Именно со второй половины 1930-х годов Ленинград становится своеобразным эталоном нового, социалистического быта.
Жил-был аферист и самозванец
Эта удивительная история «советского Хлестакова» фактически началась 1 февраля 1936 года, когда на должность сотрудника одного из ведущих отделов ленинградской милиции кадровики начали оформлять Ивана Васильевича Амозова.
Этот человек имел блестящий послужной список: член ВКП(б) с 1910 года, активный участник Гражданской войны, принимавший
участие в боях с интервентами на Севере, в Поволжье и еще Бог знает где. В сражениях за советскую власть он был несколько раз ранен, перенес три (!) трепанации черепа… Естественно, был награжден орденом Красного Знамени и другими наградами. О нем неоднократно писали газеты, ему был посвящен целый раздел в музеях Петрозаводска и Новгорода… Словом, настоящий герой нового времени.
Вел себя Амозов довольно шумно, взахлеб рассказывал о своих подвигах. Но милицейские кадровики — люди сдержанные и осторожные, привыкшие все досконально проверять. Нескромное поведение будущего сотрудника сразу их насторожило. Уж слишком много было подвигов на счету Амозова, и они, что называется, не стыковались между собой.
Проверку биографии Амозова поручили Георгию Петровичу Евсееву, опытному оперативнику, который знал цену слову и поступку. После первой же беседы с Амозовым он сделал вывод: перед ним — бессовестный, наглый человек, умело использовавший революционную неразбериху в своих корыстных целях. Узелок за узелком разматывал Георгий Петрович нагромождения из хвастовства и лжи.

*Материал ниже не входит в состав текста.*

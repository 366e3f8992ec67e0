//! Validation logic for MongoDBCluster specs
//!
//! Hard errors stop reconciliation. Unrecognized exposure types are only
//! warnings: they fall back to ClusterIP.

use std::collections::BTreeSet;

use crate::controller::error::{Error, Result};
use crate::crd::{ExposureMode, MongoDBCluster};

/// Minimum number of members per replica set
pub const MIN_REPLSET_SIZE: i32 = 1;

/// Maximum number of members per replica set (MongoDB voting member limit is 7, total 50)
pub const MAX_REPLSET_SIZE: i32 = 50;

/// Validate the cluster spec
pub fn validate_spec(cluster: &MongoDBCluster) -> Result<()> {
    validate_port(cluster.spec.mongod.net.port)?;

    if cluster.spec.replsets.is_empty() {
        return Err(Error::ValidationError(
            "at least one replset is required".to_string(),
        ));
    }

    let mut seen = BTreeSet::new();
    for replset in &cluster.spec.replsets {
        validate_replset_name(&replset.name)?;
        if !seen.insert(replset.name.as_str()) {
            return Err(Error::ValidationError(format!(
                "duplicate replset name: {}",
                replset.name
            )));
        }
        validate_replset_size(&replset.name, replset.size)?;
    }

    Ok(())
}

/// Non-fatal spec problems worth surfacing to the user
pub fn exposure_warnings(cluster: &MongoDBCluster) -> Vec<String> {
    cluster
        .spec
        .replsets
        .iter()
        .filter(|rs| rs.expose.enabled && rs.expose.expose_type == ExposureMode::Unrecognized)
        .map(|rs| {
            format!(
                "replset {} has an unrecognized exposeType, falling back to ClusterIP",
                rs.name
            )
        })
        .collect()
}

fn validate_port(port: i32) -> Result<()> {
    if !(1..=65535).contains(&port) {
        return Err(Error::ValidationError(format!(
            "mongod port {} is out of range 1-65535",
            port
        )));
    }
    Ok(())
}

/// Replset names end up in service and pod names, so they must be DNS labels
fn validate_replset_name(name: &str) -> Result<()> {
    if name.is_empty() {
        return Err(Error::ValidationError(
            "replset name must not be empty".to_string(),
        ));
    }

    if name.len() > 63 {
        return Err(Error::ValidationError(format!(
            "replset name {} is longer than 63 characters",
            name
        )));
    }

    let valid_chars = name
        .chars()
        .all(|c| c.is_ascii_lowercase() || c.is_ascii_digit() || c == '-');
    if !valid_chars || name.starts_with('-') || name.ends_with('-') {
        return Err(Error::ValidationError(format!(
            "replset name {} must consist of lowercase alphanumerics and '-', and start and end with an alphanumeric",
            name
        )));
    }

    Ok(())
}

fn validate_replset_size(name: &str, size: i32) -> Result<()> {
    if size < MIN_REPLSET_SIZE {
        return Err(Error::ValidationError(format!(
            "replset {} size {} is below minimum {}",
            name, size, MIN_REPLSET_SIZE
        )));
    }

    if size > MAX_REPLSET_SIZE {
        return Err(Error::ValidationError(format!(
            "replset {} size {} exceeds maximum {}",
            name, size, MAX_REPLSET_SIZE
        )));
    }

    Ok(())
}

А врал Амозов, как дышал.
Евсеев начал проверку с родителей Амозова, которые, по его словам, были якобы политическими ссыльными. В деревне Ульино Подпорожского района Ленинградской области местный участковый уполномоченный быстро разыскал тех, кто знал семью Ершовых (такой была подлинная фамилия Амозова). Обычная крестьянская семья: вели хозяйство, огородничали, держали скотину, тем и кормились. И — никакой политики. Их сын Иван рано ушел из дома, бродил по монастырям, был псаломщиком, послушником, в монастыре выучился читать и писать. Тем и существовал.
Во всех документах Амозов указывал, что окончил учительскую семинарию, но якобы из-за преследований полиции был вынужден работать металлистом на питерских заводах. Однако ни в одном заводском архиве Евсееву не удалось найти документов, подтверждающих это.

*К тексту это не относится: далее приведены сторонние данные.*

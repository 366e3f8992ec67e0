//! Unit tests for service generators

use k8s_openapi::api::core::v1::Service;
use kube::ResourceExt;
use mongodb_operator::crd::{ExposureMode, MongoDBCluster};
use mongodb_operator::resources::common::{
    CLUSTER_LABEL, EXPOSE_LABEL, POD_NAME_LABEL, REPLSET_LABEL, member_name,
};
use mongodb_operator::resources::service::{
    self, EXTERNAL_TRAFFIC_POLICY_LOCAL, HEADLESS_CLUSTER_IP, LB_BACKEND_PROTOCOL_ANNOTATION,
    find_mongod_port, service_exposure_mode,
};
use mongodb_operator::controller::{desired_service_names, exposed_members, stale_services};

use crate::common::*;

mod replset_service_tests {
    use super::*;

    #[test]
    fn test_replset_service_is_headless() {
        let cluster = create_test_cluster("db1", "default", 3);
        let svc = service::generate_replset_service(&cluster, &cluster.spec.replsets[0]);

        assert_eq!(svc.name_any(), "db1-rs0");
        assert_eq!(svc.namespace().as_deref(), Some("default"));

        let spec = svc.spec.as_ref().unwrap();
        assert_eq!(spec.cluster_ip.as_deref(), Some(HEADLESS_CLUSTER_IP));
        assert_eq!(spec.type_.as_deref(), Some("ClusterIP"));
        assert_eq!(spec.publish_not_ready_addresses, Some(true));
    }

    #[test]
    fn test_replset_service_selects_whole_replset() {
        let cluster = create_test_cluster("db1", "default", 3);
        let svc = service::generate_replset_service(&cluster, &cluster.spec.replsets[0]);

        let selector = svc.spec.unwrap().selector.unwrap();
        assert_eq!(selector.get(CLUSTER_LABEL).map(String::as_str), Some("db1"));
        assert_eq!(selector.get(REPLSET_LABEL).map(String::as_str), Some("rs0"));
        assert!(!selector.contains_key(POD_NAME_LABEL));
    }

    #[test]
    fn test_replset_service_ignores_exposure_mode() {
        for mode in [
            ExposureMode::Internal,
            ExposureMode::ClusterLocal,
            ExposureMode::NodeLocal,
            ExposureMode::LoadBalanced,
            ExposureMode::Unrecognized,
        ] {
            let cluster = create_exposed_cluster("db1", "default", mode);
            let svc = service::generate_replset_service(&cluster, &cluster.spec.replsets[0]);
            let spec = svc.spec.unwrap();
            assert_eq!(spec.type_.as_deref(), Some("ClusterIP"), "mode {}", mode);
            assert_eq!(spec.cluster_ip.as_deref(), Some(HEADLESS_CLUSTER_IP));
        }
    }

    #[test]
    fn test_replset_service_uses_configured_port() {
        let cluster = MongoDBClusterBuilder::new("db1", "default")
            .with_port(27018)
            .with_replset(ReplsetBuilder::new("rs0"))
            .build();
        let svc = service::generate_replset_service(&cluster, &cluster.spec.replsets[0]);

        let port = find_mongod_port(&svc).unwrap();
        assert_eq!(port.port, 27018);
        assert_eq!(
            port.target_port,
            Some(k8s_openapi::apimachinery::pkg::util::intstr::IntOrString::Int(27018))
        );
    }

    #[test]
    fn test_replset_service_owner_reference() {
        let cluster = create_test_cluster("db1", "default", 3);
        let svc = service::generate_replset_service(&cluster, &cluster.spec.replsets[0]);

        let owners = svc.metadata.owner_references.unwrap();
        assert_eq!(owners.len(), 1);
        assert_eq!(owners[0].kind, "MongoDBCluster");
        assert_eq!(owners[0].name, "db1");
        assert_eq!(owners[0].uid, "test-uid-12345");
        assert_eq!(owners[0].controller, Some(true));
    }
}

mod external_service_tests {
    use super::*;

    #[test]
    fn test_external_service_targets_single_member() {
        let cluster = create_exposed_cluster("db1", "default", ExposureMode::ClusterLocal);
        let svc =
            service::generate_external_service(&cluster, &cluster.spec.replsets[0], "db1-rs0-0");

        assert_eq!(svc.name_any(), "db1-rs0-0");
        let selector = svc.spec.as_ref().unwrap().selector.clone().unwrap();
        assert_eq!(selector.len(), 1);
        assert_eq!(
            selector.get(POD_NAME_LABEL).map(String::as_str),
            Some("db1-rs0-0")
        );
        assert_eq!(
            svc.labels().get(EXPOSE_LABEL).map(String::as_str),
            Some("external")
        );
    }

    #[test]
    fn test_node_port_service() {
        let cluster = create_exposed_cluster("db1", "default", ExposureMode::NodeLocal);
        let svc =
            service::generate_external_service(&cluster, &cluster.spec.replsets[0], "db1-rs0-0");

        let spec = svc.spec.as_ref().unwrap();
        assert_eq!(spec.type_.as_deref(), Some("NodePort"));
        assert_eq!(
            spec.external_traffic_policy.as_deref(),
            Some(EXTERNAL_TRAFFIC_POLICY_LOCAL)
        );
        assert!(svc.metadata.annotations.is_none());
        assert_eq!(service_exposure_mode(&svc), ExposureMode::NodeLocal);
    }

    #[test]
    fn test_load_balancer_service() {
        let cluster = create_exposed_cluster("db1", "default", ExposureMode::LoadBalanced);
        let svc =
            service::generate_external_service(&cluster, &cluster.spec.replsets[0], "db1-rs0-1");

        let spec = svc.spec.as_ref().unwrap();
        assert_eq!(spec.type_.as_deref(), Some("LoadBalancer"));
        assert_eq!(
            spec.external_traffic_policy.as_deref(),
            Some(EXTERNAL_TRAFFIC_POLICY_LOCAL)
        );
        assert_eq!(
            svc.annotations()
                .get(LB_BACKEND_PROTOCOL_ANNOTATION)
                .map(String::as_str),
            Some("tcp")
        );
    }

    #[test]
    fn test_unrecognized_mode_falls_back_to_cluster_ip() {
        let cluster = create_exposed_cluster("db1", "default", ExposureMode::Unrecognized);
        let svc =
            service::generate_external_service(&cluster, &cluster.spec.replsets[0], "db1-rs0-0");

        let spec = svc.spec.as_ref().unwrap();
        assert_eq!(spec.type_.as_deref(), Some("ClusterIP"));
        assert!(spec.external_traffic_policy.is_none());
        assert!(spec.cluster_ip.is_none());
        assert!(svc.metadata.annotations.is_none());
    }

    #[test]
    fn test_user_annotations_override_operator_annotations() {
        let cluster = MongoDBClusterBuilder::new("db1", "default")
            .with_replset(
                ReplsetBuilder::new("rs0")
                    .exposed(ExposureMode::LoadBalanced)
                    .with_service_annotation(LB_BACKEND_PROTOCOL_ANNOTATION, "ssl")
                    .with_service_annotation("example.com/team", "data"),
            )
            .build();
        let svc =
            service::generate_external_service(&cluster, &cluster.spec.replsets[0], "db1-rs0-0");

        let annotations = svc.annotations();
        assert_eq!(
            annotations
                .get(LB_BACKEND_PROTOCOL_ANNOTATION)
                .map(String::as_str),
            Some("ssl")
        );
        assert_eq!(
            annotations.get("example.com/team").map(String::as_str),
            Some("data")
        );
    }

    #[test]
    fn test_source_ranges_only_for_load_balancer() {
        let lb = MongoDBClusterBuilder::new("db1", "default")
            .with_replset(
                ReplsetBuilder::new("rs0")
                    .exposed(ExposureMode::LoadBalanced)
                    .with_source_range("10.0.0.0/8"),
            )
            .build();
        let svc = service::generate_external_service(&lb, &lb.spec.replsets[0], "db1-rs0-0");
        assert_eq!(
            svc.spec.unwrap().load_balancer_source_ranges,
            Some(vec!["10.0.0.0/8".to_string()])
        );

        let np = MongoDBClusterBuilder::new("db1", "default")
            .with_replset(
                ReplsetBuilder::new("rs0")
                    .exposed(ExposureMode::NodeLocal)
                    .with_source_range("10.0.0.0/8"),
            )
            .build();
        let svc = service::generate_external_service(&np, &np.spec.replsets[0], "db1-rs0-0");
        assert!(svc.spec.unwrap().load_balancer_source_ranges.is_none());
    }

    #[test]
    fn test_user_labels_cannot_override_selectors() {
        let cluster = MongoDBClusterBuilder::new("db1", "default")
            .with_label("team", "data")
            .with_label(CLUSTER_LABEL, "hijacked")
            .with_replset(ReplsetBuilder::new("rs0").exposed(ExposureMode::ClusterLocal))
            .build();
        let svc =
            service::generate_external_service(&cluster, &cluster.spec.replsets[0], "db1-rs0-0");

        let labels = svc.labels();
        assert_eq!(labels.get("team").map(String::as_str), Some("data"));
        assert_eq!(labels.get(CLUSTER_LABEL).map(String::as_str), Some("db1"));
    }
}

mod exposed_members_tests {
    use super::*;

    #[test]
    fn test_member_names() {
        assert_eq!(member_name("db1", "rs0", 0), "db1-rs0-0");
        assert_eq!(member_name("db1", "cfg", 2), "db1-cfg-2");
    }

    #[test]
    fn test_only_enabled_replsets_are_exposed() {
        let cluster = MongoDBClusterBuilder::new("db1", "default")
            .with_replset(ReplsetBuilder::new("rs0").exposed(ExposureMode::LoadBalanced))
            .with_replset(
                ReplsetBuilder::new("rs1")
                    .with_size(2)
                    .with_mode(ExposureMode::NodeLocal),
            )
            .build();

        let members: Vec<String> = exposed_members(&cluster)
            .into_iter()
            .map(|(_, name)| name)
            .collect();
        assert_eq!(members, vec!["db1-rs0-0", "db1-rs0-1", "db1-rs0-2"]);
    }

    #[test]
    fn test_no_exposed_members() {
        let cluster = create_test_cluster("db1", "default", 3);
        assert!(exposed_members(&cluster).is_empty());
    }
}

mod stale_service_tests {
    use super::*;

    fn exposed(size: i32, mode: ExposureMode) -> MongoDBCluster {
        MongoDBClusterBuilder::new("db1", "default")
            .with_replset(ReplsetBuilder::new("rs0").with_size(size).exposed(mode))
            .build()
    }

    /// Every service the given cluster would apply
    fn applied_services(cluster: &MongoDBCluster) -> Vec<Service> {
        let mut services: Vec<_> = cluster
            .spec
            .replsets
            .iter()
            .map(|rs| service::generate_replset_service(cluster, rs))
            .collect();
        for (replset, pod) in exposed_members(cluster) {
            services.push(service::generate_external_service(cluster, replset, &pod));
        }
        services
    }

    #[test]
    fn test_desired_names_cover_headless_and_members() {
        let cluster = MongoDBClusterBuilder::new("db1", "default")
            .with_replset(
                ReplsetBuilder::new("rs0")
                    .with_size(2)
                    .exposed(ExposureMode::NodeLocal),
            )
            .with_replset(ReplsetBuilder::new("cfg"))
            .build();

        let desired: Vec<String> = desired_service_names(&cluster).into_iter().collect();
        assert_eq!(desired, vec!["db1-cfg", "db1-rs0", "db1-rs0-0", "db1-rs0-1"]);
    }

    #[test]
    fn test_nothing_stale_when_spec_unchanged() {
        let cluster = create_exposed_cluster("db1", "default", ExposureMode::LoadBalanced);
        let existing = applied_services(&cluster);

        assert!(stale_services(&cluster, &existing, &desired_service_names(&cluster)).is_empty());
    }

    #[test]
    fn test_shrunk_replset_members_are_stale() {
        let before = exposed(3, ExposureMode::LoadBalanced);
        let after = exposed(1, ExposureMode::LoadBalanced);

        let stale = stale_services(
            &after,
            &applied_services(&before),
            &desired_service_names(&after),
        );
        assert_eq!(stale, vec!["db1-rs0-1", "db1-rs0-2"]);
    }

    #[test]
    fn test_disabled_exposure_keeps_headless_service() {
        let before = exposed(2, ExposureMode::ClusterLocal);
        let after = create_test_cluster("db1", "default", 2);

        let stale = stale_services(
            &after,
            &applied_services(&before),
            &desired_service_names(&after),
        );
        assert_eq!(stale, vec!["db1-rs0-0", "db1-rs0-1"]);
    }

    #[test]
    fn test_removed_replset_headless_service_is_stale() {
        let before = MongoDBClusterBuilder::new("db1", "default")
            .with_replset(ReplsetBuilder::new("rs0"))
            .with_replset(
                ReplsetBuilder::new("rs1")
                    .with_size(1)
                    .exposed(ExposureMode::NodeLocal),
            )
            .build();
        let after = MongoDBClusterBuilder::new("db1", "default")
            .with_replset(ReplsetBuilder::new("rs0"))
            .build();

        let stale = stale_services(
            &after,
            &applied_services(&before),
            &desired_service_names(&after),
        );
        assert_eq!(stale, vec!["db1-rs1", "db1-rs1-0"]);
    }

    #[test]
    fn test_services_of_other_owners_are_kept() {
        let cluster = create_test_cluster("db1", "default", 1);
        let foreign = StoredServiceBuilder::new("db1-legacy", "default")
            .cluster_ip("10.0.0.9")
            .build();
        let other = create_test_cluster("db2", "default", 1);
        let mut existing = applied_services(&other);
        existing.push(foreign);

        assert!(stale_services(&cluster, &existing, &desired_service_names(&cluster)).is_empty());
    }
}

На самом деле все смешал февраль 1917-го. Несостоявшийся монах (учитель и т. д.) понял: вот оно, его время!.. Раздобыв мундир вольноопределяющегося, он явился в Таврический дворец, где тогда располагалась Государственная Дума, пообщался с несколькими депутатами, после чего смог написать в своей биографии: «в марте (1917.— Прим. состав. ) еду в Олонец, Лодейное Поле, на родину (в Подпорожский район. — Прим. состав. ), арестовываю монархистов, полицию, буржуазию, организовываю Советы… разъезжаю по воинским частям, разлагаю солдат…»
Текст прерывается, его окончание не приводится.